We propose an effective interference management and beamforming mechanism for uplink communication systems that yields fair allocation of rates. In particular, we consider a hotspot area of a millimeter-wave (mmWave) access network consisting of multiple user equipment (UE) in the uplink and multiple access points (APs) with directional antennas and adjustable beam widths and directions (beam configurations). This network suffers tremendously from multi-beam multi-user interference, and, to improve the uplink transmission performance, we propose a centralized scheme that optimizes the power, the beam width, the beam direction of the APs, and the UE - AP assignments. This problem involves both continuous and discrete variables, and it has the following structure. If we fix all discrete variables, except for those related to the UE-AP assignment, the resulting optimization problem can be solved optimally. This property enables us to propose a heuristic based on simulated annealing (SA) to address the intractable joint optimization problem with all discrete variables.
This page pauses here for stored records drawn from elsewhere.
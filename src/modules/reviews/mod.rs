pub mod controller;
pub mod router;
pub mod service;

pub use router::init_reviews_router;
use axum::{
    Json,
    extract::{Path, State},
};
use tracing::instrument;

use travol_core::{AppError, ErrorResponse, parse_document_id};
use travol_db::{Document, InsertOneResult};
use travol_models::CreatePackageDto;

use crate::modules::packages::service::PackageService;
use crate::state::AppState;
use crate::validator::ValidatedJson;

/// List all tour packages
#[utoipa::path(
    get,
    path = "/packages",
    responses(
        (status = 200, description = "All packages", body = Vec<Document>),
        (status = 500, description = "Internal server error", body = ErrorResponse)
    ),
    tag = "Packages"
)]
#[instrument(skip(state))]
pub async fn get_packages(State(state): State<AppState>) -> Result<Json<Vec<Document>>, AppError> {
    let packages = PackageService::get_packages(state.store.as_ref()).await?;
    Ok(Json(packages))
}

/// Get a tour package
#[utoipa::path(
    get,
    path = "/packages/{id}",
    params(
        ("id" = String, Path, description = "Package document id")
    ),
    responses(
        (status = 200, description = "The package, or null when absent", body = Option<Document>),
        (status = 400, description = "Invalid id", body = ErrorResponse)
    ),
    tag = "Packages"
)]
#[instrument(skip(state))]
pub async fn get_package(
    State(state): State<AppState>,
    Path(id): Path<String>,
) -> Result<Json<Option<Document>>, AppError> {
    let id = parse_document_id(&id)?;
    let package = PackageService::get_package(state.store.as_ref(), id).await?;
    Ok(Json(package))
}

/// Publish a tour package (admin only)
#[utoipa::path(
    post,
    path = "/packages",
    request_body = CreatePackageDto,
    responses(
        (status = 200, description = "Insert result", body = InsertOneResult),
        (status = 400, description = "Malformed body", body = ErrorResponse),
        (status = 401, description = "Missing token or not an admin", body = ErrorResponse),
        (status = 403, description = "Invalid token", body = ErrorResponse),
        (status = 422, description = "Validation error", body = ErrorResponse)
    ),
    tag = "Packages",
    security(("bearer_auth" = []))
)]
#[instrument(skip(state))]
pub async fn create_package(
    State(state): State<AppState>,
    ValidatedJson(dto): ValidatedJson<CreatePackageDto>,
) -> Result<Json<InsertOneResult>, AppError> {
    let result = PackageService::create_package(state.store.as_ref(), dto).await?;
    Ok(Json(result))
}
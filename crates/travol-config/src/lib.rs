//! # Travol Config
//!
//! Configuration types for the Travol API, loaded from environment variables.
//!
//! - [`database`]: Document store connection settings
//! - [`jwt`]: Token signing secret and lifetime
//! - [`server`]: Listening address
//! - [`cors`]: Allowed origins
//! - [`booking`]: Booking status transition policy
//!
//! Every type offers `from_env()` plus `from_lookup()`, which takes the
//! variable source as a closure so parsing can be exercised without touching
//! the process environment.
//!
//! # Example
//!
//! ```ignore
//! use travol_config::{DatabaseConfig, JwtConfig, ServerConfig};
//!
//! let database = DatabaseConfig::from_env()?;
//! let jwt_config = JwtConfig::from_env();
//! let server = ServerConfig::from_env()?;
//! ```

pub mod booking;
pub mod cors;
pub mod database;
pub mod jwt;
pub mod server;

// Re-export commonly used types at crate root
pub use booking::BookingPolicy;
pub use cors::CorsConfig;
pub use database::DatabaseConfig;
pub use jwt::JwtConfig;
pub use server::ServerConfig;

#[derive(Debug, Clone, PartialEq, Eq, thiserror::Error)]
pub enum ConfigError {
    #[error("{0} must be set")]
    Missing(&'static str),
    #[error("invalid value for {key}: {value}")]
    Invalid { key: &'static str, value: String },
}

/// Reads `key` and parses it, falling back to `default` when unset.
pub(crate) fn parse_or<T, F>(lookup: &F, key: &'static str, default: T) -> Result<T, ConfigError>
where
    T: std::str::FromStr,
    F: Fn(&str) -> Option<String>,
{
    match lookup(key) {
        Some(value) if !value.trim().is_empty() => {
            value
                .trim()
                .parse()
                .map_err(|_| ConfigError::Invalid { key, value })
        }
        _ => Ok(default),
    }
}
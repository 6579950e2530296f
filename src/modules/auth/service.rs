use anyhow::anyhow;
use tracing::{error, instrument};

use travol_auth::create_access_token;
use travol_config::JwtConfig;
use travol_core::AppError;
use travol_models::{TokenRequest, TokenResponse};

pub struct AuthService;

impl AuthService {
    /// Issues an access token for the posted email.
    ///
    /// No credential is checked; the email is trusted as sent.
    #[instrument(skip(request, jwt_config), fields(email = %request.email))]
    pub fn issue_token(
        request: TokenRequest,
        jwt_config: &JwtConfig,
    ) -> Result<TokenResponse, AppError> {
        let token = create_access_token(&request.email, jwt_config).map_err(|e| {
            error!(error = %e, "Token signing failed");
            AppError::internal(anyhow!("Failed to sign token"))
        })?;

        Ok(TokenResponse { token })
    }
}
use std::collections::BTreeMap;

use serde::{Deserialize, Serialize};
use serde_json::{Number, Value};
use travol_db::Fields;
use utoipa::ToSchema;
use validator::Validate;

use crate::{IntoFields, to_fields};

/// Body of `POST /packages`.
#[derive(Debug, Clone, Serialize, Deserialize, Validate, ToSchema)]
#[serde(rename_all = "camelCase")]
pub struct CreatePackageDto {
    #[validate(length(min = 1, message = "tripTitle must not be empty"))]
    pub trip_title: String,
    #[validate(length(min = 1, message = "tourType must not be empty"))]
    pub tour_type: String,
    #[validate(custom(function = "crate::non_negative_price"))]
    #[schema(value_type = f64)]
    pub price: Number,
    #[serde(flatten)]
    pub extra: BTreeMap<String, Value>,
}

impl IntoFields for CreatePackageDto {
    fn into_fields(self) -> Fields {
        to_fields(&self, &["_id"])
    }
}

#[cfg(test)]
mod tests {
    use super::*;
    use serde_json::json;

    #[test]
    fn test_package_keeps_gallery_and_plan() {
        let dto: CreatePackageDto = serde_json::from_value(json!({
            "tripTitle": "Sundarbans Explorer",
            "tourType": "Wildlife",
            "price": 250,
            "gallery": ["a.jpg", "b.jpg"],
            "tourPlan": [{"day": 1, "title": "Khulna"}]
        }))
        .unwrap();
        assert!(dto.validate().is_ok());

        let fields = dto.into_fields();
        assert_eq!(fields["tripTitle"], "Sundarbans Explorer");
        assert_eq!(fields["price"], json!(250));
        assert!(fields["price"].is_u64());
        assert_eq!(fields["gallery"], json!(["a.jpg", "b.jpg"]));
        assert_eq!(fields["tourPlan"][0]["title"], "Khulna");
    }

    #[test]
    fn test_package_rejects_negative_price() {
        let dto: CreatePackageDto = serde_json::from_value(json!({
            "tripTitle": "Cox's Bazar",
            "tourType": "Beach",
            "price": -1
        }))
        .unwrap();
        let errors = dto.validate().unwrap_err();
        assert!(errors.field_errors().contains_key("price"));
    }

    #[test]
    fn test_package_rejects_empty_title() {
        let dto: CreatePackageDto = serde_json::from_value(json!({
            "tripTitle": "",
            "tourType": "Beach",
            "price": 10
        }))
        .unwrap();
        assert!(dto.validate().is_err());
    }
}
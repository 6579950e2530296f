use std::{env, fmt, str::FromStr};

use crate::ConfigError;

/// Which booking status transitions the accept/reject operations allow.
#[derive(Clone, Copy, Debug, Default, PartialEq, Eq)]
pub enum BookingPolicy {
    /// Any status may be overwritten by accept or reject.
    #[default]
    Unrestricted,
    /// Only Pending bookings may move to Approved or Rejected.
    PendingOnly,
}

impl BookingPolicy {
    pub fn from_env() -> Result<Self, ConfigError> {
        Self::from_lookup(|key| env::var(key).ok())
    }

    pub fn from_lookup<F>(lookup: F) -> Result<Self, ConfigError>
    where
        F: Fn(&str) -> Option<String>,
    {
        match lookup("BOOKING_TRANSITIONS") {
            Some(value) if !value.trim().is_empty() => {
                value.parse().map_err(|_| ConfigError::Invalid {
                    key: "BOOKING_TRANSITIONS",
                    value,
                })
            }
            _ => Ok(Self::default()),
        }
    }
}

impl FromStr for BookingPolicy {
    type Err = ();

    fn from_str(s: &str) -> Result<Self, Self::Err> {
        match s.trim().to_ascii_lowercase().as_str() {
            "unrestricted" => Ok(Self::Unrestricted),
            "pending_only" | "pending-only" => Ok(Self::PendingOnly),
            _ => Err(()),
        }
    }
}

impl fmt::Display for BookingPolicy {
    fn fmt(&self, f: &mut fmt::Formatter<'_>) -> fmt::Result {
        match self {
            Self::Unrestricted => f.write_str("unrestricted"),
            Self::PendingOnly => f.write_str("pending_only"),
        }
    }
}
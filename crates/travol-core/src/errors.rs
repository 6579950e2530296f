use anyhow::{Error, anyhow};
use axum::{
    Json,
    http::StatusCode,
    response::{IntoResponse, Response},
};
use serde::Serialize;
use serde_json::json;
use utoipa::ToSchema;

/// Body of every error response.
#[derive(Debug, Serialize, ToSchema)]
pub struct ErrorResponse {
    pub message: String,
}

#[derive(Debug)]
pub struct AppError {
    pub status: StatusCode,
    pub error: Error,
}

impl AppError {
    pub fn new<E>(status: StatusCode, err: E) -> Self
    where
        E: Into<Error>,
    {
        Self {
            status,
            error: err.into(),
        }
    }

    pub fn internal<E>(err: E) -> Self
    where
        E: Into<Error>,
    {
        Self::new(StatusCode::INTERNAL_SERVER_ERROR, err)
    }

    pub fn bad_request<E>(err: E) -> Self
    where
        E: Into<Error>,
    {
        Self::new(StatusCode::BAD_REQUEST, err)
    }

    pub fn unprocessable<E>(err: E) -> Self
    where
        E: Into<Error>,
    {
        Self::new(StatusCode::UNPROCESSABLE_ENTITY, err)
    }

    pub fn conflict<E>(err: E) -> Self
    where
        E: Into<Error>,
    {
        Self::new(StatusCode::CONFLICT, err)
    }

    /// Store-layer failure. The outermost context becomes the response message.
    pub fn database<E>(err: E) -> Self
    where
        E: Into<Error>,
    {
        Self::new(StatusCode::INTERNAL_SERVER_ERROR, err)
    }

    /// No `Authorization` header at all.
    pub fn unauthenticated() -> Self {
        Self::new(StatusCode::UNAUTHORIZED, anyhow!("forbidden request"))
    }

    /// A credential was presented but could not be verified.
    pub fn invalid_token() -> Self {
        Self::new(StatusCode::FORBIDDEN, anyhow!("Invalid token"))
    }

    /// Authenticated, but the role or identity does not grant access.
    ///
    /// Answered with 401 to stay wire-compatible with existing clients.
    pub fn forbidden() -> Self {
        Self::new(StatusCode::UNAUTHORIZED, anyhow!("forbidden access"))
    }

    pub fn message(&self) -> String {
        self.error.to_string()
    }
}

impl IntoResponse for AppError {
    fn into_response(self) -> Response {
        if self.status.is_server_error() {
            tracing::error!(status = %self.status.as_u16(), error = ?self.error, "Request failed");
        }

        let body = Json(json!({
            "message": self.error.to_string()
        }));

        (self.status, body).into_response()
    }
}

impl<E> From<E> for AppError
where
    E: Into<Error>,
{
    fn from(err: E) -> Self {
        AppError::internal(err)
    }
}
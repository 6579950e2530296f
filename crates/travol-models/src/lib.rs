//! # Travol Models
//!
//! Request schemas, response bodies and domain enums for the Travol API.
//!
//! Each create schema validates the handful of fields the API relies on and
//! collects everything else into an `extra` map that is stored unchanged.
//!
//! - [`auth`]: Token request/response
//! - [`users`]: User registration, roles and role checks
//! - [`packages`]: Tour packages
//! - [`wishlist`]: Wishlist entries
//! - [`tour_guides`]: Tour guide profiles
//! - [`reviews`]: Reviews
//! - [`bookings`]: Bookings and their status
//!
//! # Example
//!
//! ```ignore
//! use travol_models::{CreatePackageDto, IntoFields};
//!
//! let fields = dto.into_fields();
//! store.insert_one(Collection::Packages, fields).await?;
//! ```

use serde::Serialize;
use serde_json::{Number, Value};
use travol_db::Fields;
use validator::ValidationError;

pub mod auth;
pub mod bookings;
pub mod packages;
pub mod reviews;
pub mod tour_guides;
pub mod users;
pub mod wishlist;

// Re-export commonly used types at crate root
pub use auth::{TokenRequest, TokenResponse};
pub use bookings::{BookingStatus, CreateBookingDto};
pub use packages::CreatePackageDto;
pub use reviews::CreateReviewDto;
pub use tour_guides::CreateTourGuideDto;
pub use users::{
    AdminCheckResponse, CreateUserDto, CreateUserResponse, TourGuideCheckResponse, UserRole,
};
pub use wishlist::CreateWishlistEntryDto;

/// Conversion of a validated request body into the fields to store.
pub trait IntoFields {
    fn into_fields(self) -> Fields;
}

/// Serializes `value` as a flat field map, dropping `reserved` keys.
pub(crate) fn to_fields<T: Serialize>(value: &T, reserved: &[&str]) -> Fields {
    let mut fields: Fields = match serde_json::to_value(value) {
        Ok(Value::Object(map)) => map.into_iter().collect(),
        _ => Fields::new(),
    };
    for key in reserved {
        fields.remove(*key);
    }
    fields
}

/// Accepts any JSON number that is not negative. Prices are kept as
/// [`Number`] so an integer price is stored as an integer.
pub(crate) fn non_negative_price(price: &Number) -> Result<(), ValidationError> {
    if price.as_f64().is_some_and(|value| value >= 0.0) {
        Ok(())
    } else {
        Err(ValidationError::new("range").with_message("price must not be negative".into()))
    }
}
use axum::{Router, routing::post};

use crate::state::AppState;

use super::controller::issue_token;

pub fn init_auth_router() -> Router<AppState> {
    Router::new().route("/jwt", post(issue_token))
}
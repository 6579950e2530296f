mod common;

use axum::http::StatusCode;
use serde_json::{Value, json};

use common::{
    TestApp, generate_unique_email, send, setup_test_app, setup_test_app_with_policy,
    user_with_token,
};
use travol_config::BookingPolicy;
use travol_models::UserRole;

fn booking_for(tourist: &str, guide: &str) -> Value {
    json!({
        "touristEmail": tourist,
        "selectedGuide": guide,
        "packageName": "Sundarbans Explorer",
        "price": 250,
        "tourDate": "2026-11-02"
    })
}

async fn create_booking(app: &TestApp, token: &str, body: Value) -> String {
    let (status, result) = send(&app.router, "POST", "/booking", Some(token), Some(body)).await;
    assert_eq!(status, StatusCode::OK);
    assert_eq!(result["acknowledged"], true);
    result["insertedId"].as_str().unwrap().to_string()
}

async fn bookings_of(app: &TestApp, email: &str, token: &str) -> Vec<Value> {
    let (status, body) = send(
        &app.router,
        "GET",
        &format!("/booking/{}", email),
        Some(token),
        None,
    )
    .await;
    assert_eq!(status, StatusCode::OK);
    body.as_array().unwrap().clone()
}

#[tokio::test]
async fn test_new_booking_is_pending() {
    let app = setup_test_app();
    let (tourist, token) = user_with_token(&app.store, None).await;

    let mut body = booking_for(&tourist, "Rafi");
    body["status"] = json!("Approved");
    create_booking(&app, &token, body).await;

    let bookings = bookings_of(&app, &tourist, &token).await;
    assert_eq!(bookings.len(), 1);
    assert_eq!(bookings[0]["status"], "Pending");
    assert_eq!(bookings[0]["packageName"], "Sundarbans Explorer");
}

#[tokio::test]
async fn test_booking_requires_token() {
    let app = setup_test_app();

    let (status, body) = send(
        &app.router,
        "POST",
        "/booking",
        None,
        Some(booking_for(&generate_unique_email(), "Rafi")),
    )
    .await;

    assert_eq!(status, StatusCode::UNAUTHORIZED);
    assert_eq!(body["message"], "forbidden request");
}

#[tokio::test]
async fn test_booking_validation() {
    let app = setup_test_app();
    let (_, token) = user_with_token(&app.store, None).await;

    let (status, _) = send(
        &app.router,
        "POST",
        "/booking",
        Some(&token),
        Some(json!({ "touristEmail": "nope", "selectedGuide": "Rafi" })),
    )
    .await;

    assert_eq!(status, StatusCode::UNPROCESSABLE_ENTITY);
}

#[tokio::test]
async fn test_tourist_cannot_read_other_bookings() {
    let app = setup_test_app();
    let (tourist, token) = user_with_token(&app.store, None).await;
    let (other, other_token) = user_with_token(&app.store, None).await;
    create_booking(&app, &other_token, booking_for(&other, "Rafi")).await;

    let (status, body) = send(
        &app.router,
        "GET",
        &format!("/booking/{}", other),
        Some(&token),
        None,
    )
    .await;

    assert_eq!(status, StatusCode::UNAUTHORIZED);
    assert_eq!(body["message"], "forbidden access");
    assert!(bookings_of(&app, &tourist, &token).await.is_empty());
}

#[tokio::test]
async fn test_all_bookings_admin_only() {
    let app = setup_test_app();
    let (tourist, token) = user_with_token(&app.store, None).await;
    let (_, admin_token) = user_with_token(&app.store, Some(UserRole::Admin)).await;
    create_booking(&app, &token, booking_for(&tourist, "Rafi")).await;
    create_booking(&app, &token, booking_for(&tourist, "Nila")).await;

    let (status, _) = send(&app.router, "GET", "/booking", Some(&token), None).await;
    assert_eq!(status, StatusCode::UNAUTHORIZED);

    let (status, body) = send(&app.router, "GET", "/booking", Some(&admin_token), None).await;
    assert_eq!(status, StatusCode::OK);
    assert_eq!(body.as_array().unwrap().len(), 2);
}

#[tokio::test]
async fn test_any_guide_lists_bookings_by_guide_name() {
    let app = setup_test_app();
    let (tourist, token) = user_with_token(&app.store, None).await;
    let (_, guide_token) = user_with_token(&app.store, Some(UserRole::TourGuide)).await;
    create_booking(&app, &token, booking_for(&tourist, "Rafi")).await;
    create_booking(&app, &token, booking_for(&tourist, "Nila")).await;

    let (status, body) = send(&app.router, "GET", "/booking/new/Rafi", Some(&guide_token), None).await;

    assert_eq!(status, StatusCode::OK);
    let bookings = body.as_array().unwrap();
    assert_eq!(bookings.len(), 1);
    assert_eq!(bookings[0]["selectedGuide"], "Rafi");
}

#[tokio::test]
async fn test_guide_routes_denied_to_tourists() {
    let app = setup_test_app();
    let (tourist, token) = user_with_token(&app.store, None).await;
    let id = create_booking(&app, &token, booking_for(&tourist, "Rafi")).await;

    let (status, _) = send(&app.router, "GET", "/booking/new/Rafi", Some(&token), None).await;
    assert_eq!(status, StatusCode::UNAUTHORIZED);

    let (status, body) = send(
        &app.router,
        "PATCH",
        &format!("/booking/accept/{}", id),
        Some(&token),
        None,
    )
    .await;
    assert_eq!(status, StatusCode::UNAUTHORIZED);
    assert_eq!(body["message"], "forbidden access");
}

#[tokio::test]
async fn test_accept_then_reject_when_unrestricted() {
    let app = setup_test_app();
    let (tourist, token) = user_with_token(&app.store, None).await;
    let (_, guide_token) = user_with_token(&app.store, Some(UserRole::TourGuide)).await;
    let id = create_booking(&app, &token, booking_for(&tourist, "Rafi")).await;

    let (status, result) = send(
        &app.router,
        "PATCH",
        &format!("/booking/accept/{}", id),
        Some(&guide_token),
        None,
    )
    .await;
    assert_eq!(status, StatusCode::OK);
    assert_eq!(result["modifiedCount"], 1);
    assert_eq!(bookings_of(&app, &tourist, &token).await[0]["status"], "Approved");

    let (status, result) = send(
        &app.router,
        "PATCH",
        &format!("/booking/reject/{}", id),
        Some(&guide_token),
        None,
    )
    .await;
    assert_eq!(status, StatusCode::OK);
    assert_eq!(result["modifiedCount"], 1);
    assert_eq!(bookings_of(&app, &tourist, &token).await[0]["status"], "Rejected");
}

#[tokio::test]
async fn test_pending_only_refuses_reversal() {
    let app = setup_test_app_with_policy(BookingPolicy::PendingOnly);
    let (tourist, token) = user_with_token(&app.store, None).await;
    let (_, guide_token) = user_with_token(&app.store, Some(UserRole::TourGuide)).await;
    let id = create_booking(&app, &token, booking_for(&tourist, "Rafi")).await;

    let (status, _) = send(
        &app.router,
        "PATCH",
        &format!("/booking/reject/{}", id),
        Some(&guide_token),
        None,
    )
    .await;
    assert_eq!(status, StatusCode::OK);

    let (status, body) = send(
        &app.router,
        "PATCH",
        &format!("/booking/accept/{}", id),
        Some(&guide_token),
        None,
    )
    .await;
    assert_eq!(status, StatusCode::CONFLICT);
    assert_eq!(
        body["message"],
        "Booking is already Rejected; it cannot be changed to Approved"
    );
    assert_eq!(bookings_of(&app, &tourist, &token).await[0]["status"], "Rejected");

    let (status, result) = send(
        &app.router,
        "PATCH",
        &format!("/booking/reject/{}", id),
        Some(&guide_token),
        None,
    )
    .await;
    assert_eq!(status, StatusCode::OK);
    assert_eq!(result["modifiedCount"], 0);
}

#[tokio::test]
async fn test_transition_on_missing_booking() {
    for policy in [BookingPolicy::Unrestricted, BookingPolicy::PendingOnly] {
        let app = setup_test_app_with_policy(policy);
        let (_, guide_token) = user_with_token(&app.store, Some(UserRole::TourGuide)).await;

        let (status, result) = send(
            &app.router,
            "PATCH",
            &format!("/booking/accept/{}", uuid::Uuid::new_v4()),
            Some(&guide_token),
            None,
        )
        .await;

        assert_eq!(status, StatusCode::OK);
        assert_eq!(result["matchedCount"], 0);
        assert_eq!(result["modifiedCount"], 0);
    }
}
In more detail, for a fixed configuration of beams, we formulate a weighted rate allocation problem where each user gets the same portion of its maximum achievable rate that it would have under non-interfered conditions. We solve this problem with an iterative fixed point algorithm that optimizes the power of UEs and the UE - AP assignment in the uplink. This fixed point algorithm is combined with SA to improve the beam configurations. Theoretical and numerical results show that the proposed method improves both the UE rates in the lower percentiles and the overall fairness in the network.